So the student’s equation gives:

\[\left[\frac{r^2}{GM}\right] = \frac{[L^2]}{[L^3T^{-2}]} = [L^{-1}T^2]\]

That’s “time squared per length”—physically meaningless. The equation is guaranteed wrong.

A student claims that orbital period scales as $P \propto \sqrt{r^3/GM}$. Check whether this has dimensions of time.

(Think first… then check: $[r^3/GM] = [L^3]/[L^3T^{-2}] = [T^2]$. Taking the square root gives $[T]$. Yes, this has dimensions of time—it could be correct!)

The Dimensional Analysis Protocol

Flowchart showing Step 1: The Ingredients (list variables M, R and constants G, c, ℏ), Step 2: The Hypothesis (assume Answer ≈ A^α B^β C^γ), Step 3: The Match (solve for exponents to match target dimensions). Icons show beaker, f(x), and balance scale.

The three-step dimensional analysis protocol for building educated guesses

Here’s the systematic approach:

Identify the target: What are you trying to find? What dimensions should it have?
List the ingredients: What quantities could the answer depend on? What are their dimensions?
Build a combination: Assume the answer is a product of powers: $\text{target} \propto x^a y^b z^c ...$
Match exponents: Set up equations so the dimensions match on both sides
Solve: Find the exponents $a, b, c, ...$

Worked Example: Deriving Kepler’s Third Law

Let’s derive how orbital period $P$ scales with orbital radius $r$ and central mass $M$.

Step 1: Target

We want $[P] = [T]$.

Step 2: Ingredients

Quantity	Dimensions
$r$ (orbital radius)	$[L]$
$M$ (central mass)	$[M]$
$G$ (gravitational constant)	$[M^{-1}L^3T^{-2}]$

Diagram showing planetary orbit with star mass M and orbital radius r. Lists ingredients: Distance r with dimension [L], Star Mass M with dimension [M], Gravity G with dimension [M]^-1[L]^3[T]^-2. Target dimension: Time [T].
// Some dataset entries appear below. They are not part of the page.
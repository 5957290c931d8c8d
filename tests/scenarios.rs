//! End-to-end solve scenarios over the public API.

use proptest::prelude::*;

use u_itinerary::catalog::InMemoryCatalog;
use u_itinerary::duration::{format_minutes, parse_duration};
use u_itinerary::engine::{Engine, EngineConfig, SolveError};
use u_itinerary::geo::CityCoords;
use u_itinerary::models::{CarLeg, Flight, Mode, OptimizationRequest};
use u_itinerary::pareto;

fn deterministic() -> EngineConfig {
    EngineConfig::default().with_ga_fallback(false)
}

#[test]
fn round_trip_within_budget() {
    let mut catalog = InMemoryCatalog::new();
    catalog.add_flight(Flight::one_way("GRU", "SCL", "2026-09-01", "5h 00m", 500.0));
    catalog.add_flight(Flight::one_way("SCL", "GRU", "2026-09-08", "5h 00m", 400.0));

    let coords = CityCoords::new();
    let engine = Engine::new(&catalog, &coords).with_config(deterministic());
    let request = OptimizationRequest::new("GRU", &["SCL"], 1000.0, 0.5);

    let results = engine.solve(&request).expect("solvable");
    assert_eq!(results.len(), 1);
    assert!((results[0].total_cost() - 900.0).abs() < 1e-9);
    assert_eq!(results[0].total_time(), 600);
    assert!(results[0].is_closed());
}

#[test]
fn over_budget_reports_cheapest() {
    let mut catalog = InMemoryCatalog::new();
    catalog.add_flight(Flight::one_way("GRU", "SCL", "2026-09-01", "5h 00m", 500.0));
    catalog.add_flight(Flight::one_way("SCL", "GRU", "2026-09-08", "5h 00m", 400.0));

    let coords = CityCoords::new();
    let engine = Engine::new(&catalog, &coords).with_config(deterministic());
    let request = OptimizationRequest::new("GRU", &["SCL"], 800.0, 0.5);

    match engine.solve(&request) {
        Err(SolveError::OverBudget {
            cheapest: Some(cheapest),
        }) => assert!((cheapest - 900.0).abs() < 1e-9),
        other => panic!("expected OverBudget, got {:?}", other),
    }
}

#[test]
fn open_tour_when_no_way_back() {
    let mut catalog = InMemoryCatalog::new();
    catalog.add_flight(Flight::one_way("GRU", "SCL", "2026-09-01", "5h 00m", 500.0));

    let coords = CityCoords::new();
    let engine = Engine::new(&catalog, &coords).with_config(deterministic());
    let request = OptimizationRequest::new("GRU", &["SCL"], 1000.0, 0.5);

    let results = engine.solve(&request).expect("open tour viable");
    assert_eq!(results.len(), 1);
    assert!(!results[0].is_closed());
    assert_eq!(results[0].final_city(), Some("SCL"));
}

#[test]
fn alpha_extremes_flip_the_ranking() {
    let mut catalog = InMemoryCatalog::new();
    catalog.add_flight(Flight::one_way("GRU", "SCL", "2026-09-01", "5h 00m", 500.0));
    catalog.add_flight(Flight::one_way("GRU", "SCL", "2026-09-01", "2h 00m", 900.0));
    catalog.add_flight(Flight::one_way("SCL", "GRU", "2026-09-08", "5h 00m", 400.0));
    let coords = CityCoords::new();

    // Full cost focus: the cheap-but-slow trip ranks first.
    let engine = Engine::new(&catalog, &coords).with_config(deterministic());
    let request = OptimizationRequest::new("GRU", &["SCL"], 2000.0, 1.0);
    let results = engine.solve(&request).expect("solvable");
    assert!((results[0].total_cost() - 900.0).abs() < 1e-9);

    // Full time focus: the fast-but-pricey trip ranks first.
    let request = OptimizationRequest::new("GRU", &["SCL"], 2000.0, 0.0);
    let results = engine.solve(&request).expect("solvable");
    assert!((results[0].total_cost() - 1300.0).abs() < 1e-9);
    assert_eq!(results[0].total_time(), 420);
}

#[test]
fn mixed_mode_round_trip_uses_car() {
    let mut catalog = InMemoryCatalog::new();
    catalog.add_flight(Flight::one_way("GRU", "SCL", "2026-09-01", "5h 00m", 500.0));
    catalog.add_car_leg(CarLeg::new("SCL", "GRU", "2026-09-08", "Localiza", 300.0));

    // No coordinates registered, so the car leg falls back to the
    // default four-hour estimate.
    let coords = CityCoords::new();
    let engine = Engine::new(&catalog, &coords).with_config(deterministic());
    let request = OptimizationRequest::new("GRU", &["SCL"], 1000.0, 0.5);

    let results = engine.solve(&request).expect("solvable");
    assert_eq!(results.len(), 1);
    let modes: Vec<Mode> = results[0].legs().iter().map(|l| l.mode()).collect();
    assert_eq!(modes, vec![Mode::Flight, Mode::Car]);
    assert_eq!(results[0].total_time(), 300 + 240);
    assert!(results[0].is_closed());
}

#[test]
fn two_destinations_prefer_closed_orderings() {
    let mut catalog = InMemoryCatalog::new();
    catalog.add_flight(Flight::one_way("A", "B", "2026-09-01", "1h 00m", 100.0));
    catalog.add_flight(Flight::one_way("B", "C", "2026-09-03", "1h 00m", 100.0));
    catalog.add_flight(Flight::one_way("C", "A", "2026-09-05", "1h 00m", 100.0));

    let coords = CityCoords::new();
    let engine = Engine::new(&catalog, &coords).with_config(deterministic());
    let request = OptimizationRequest::new("A", &["B", "C"], 1000.0, 0.5);

    let results = engine.solve(&request).expect("solvable");
    assert!(results.iter().all(|it| it.is_chained()));
    assert_eq!(results[0].final_city(), Some("A"));
    assert!((results[0].total_cost() - 300.0).abs() < 1e-9);
}

#[test]
fn solve_is_idempotent() {
    let mut catalog = InMemoryCatalog::new();
    catalog.add_flight(Flight::one_way("A", "B", "2026-09-01", "1h 00m", 100.0));
    catalog.add_flight(Flight::one_way("A", "B", "2026-09-01", "3h 00m", 80.0));
    catalog.add_flight(Flight::one_way("B", "A", "2026-09-05", "1h 00m", 120.0));
    catalog.add_flight(Flight::one_way("B", "A", "2026-09-05", "2h 00m", 90.0));

    let coords = CityCoords::new();
    let engine = Engine::new(&catalog, &coords).with_config(deterministic());
    let request = OptimizationRequest::new("A", &["B"], 500.0, 0.4);

    let first = engine.solve(&request).expect("solvable");
    let second = engine.solve(&request).expect("solvable");
    let key = |r: &[u_itinerary::models::CandidateItinerary]| {
        r.iter()
            .map(|it| (it.total_cost().to_bits(), it.total_time()))
            .collect::<Vec<_>>()
    };
    assert_eq!(key(&first), key(&second));
}

#[test]
fn results_respect_budget_and_chain() {
    let mut catalog = InMemoryCatalog::new();
    for (price, dur) in [(100.0, "1h 00m"), (250.0, "0h 40m"), (60.0, "2h 30m")] {
        catalog.add_flight(Flight::one_way("A", "B", "2026-09-01", dur, price));
        catalog.add_flight(Flight::one_way("B", "A", "2026-09-05", dur, price));
    }

    let coords = CityCoords::new();
    let engine = Engine::new(&catalog, &coords).with_config(deterministic());
    let request = OptimizationRequest::new("A", &["B"], 400.0, 0.5);

    let results = engine.solve(&request).expect("solvable");
    assert!(!results.is_empty());
    for it in &results {
        assert!(it.total_cost() <= 400.0);
        assert!(it.is_chained());
        assert_eq!(it.departure_city(), Some("A"));
    }
}

proptest! {
    #[test]
    fn parse_duration_never_panics(s in "\\PC{0,24}") {
        let _ = parse_duration(&s);
    }

    #[test]
    fn format_then_parse_round_trips(minutes in 0u32..100_000) {
        prop_assert_eq!(parse_duration(&format_minutes(minutes)), minutes);
    }

    #[test]
    fn front_members_are_not_dominated(
        points in prop::collection::vec((0.0f64..10_000.0, 0.0f64..10_000.0), 1..40)
    ) {
        let front = pareto::front_indices(&points);
        prop_assert!(!front.is_empty());
        for &i in &front {
            for &p in &points {
                prop_assert!(!pareto::dominates(p, points[i]) || p == points[i]);
            }
        }
    }
}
Case Study A: Deriving orbital period from first principles

Step 3: Assume a power-law form

\[P \propto r^a M^b G^c\]

Step 4: Match dimensions

\[[T] = [L]^a [M]^b [M^{-1}L^3T^{-2}]^c\]

Expand: \[[T] = [L]^{a+3c} [M]^{b-c} [T]^{-2c}\]

Match exponents: - Time: $1 = -2c \Rightarrow c = -\frac{1}{2}$ - Mass: $0 = b - c \Rightarrow b = c = -\frac{1}{2}$ - Length: $0 = a + 3c \Rightarrow a = -3c = \frac{3}{2}$

Three-step derivation: Step A (Kill Mass) - multiply G×M to get [L]^3[T]^-2, Step B (Kill Length) - divide by r^3 to get [T]^-2, Step C (Isolate Time) - invert and square root to get P ≈ √(r^3/GM). Result achieved with zero calculus.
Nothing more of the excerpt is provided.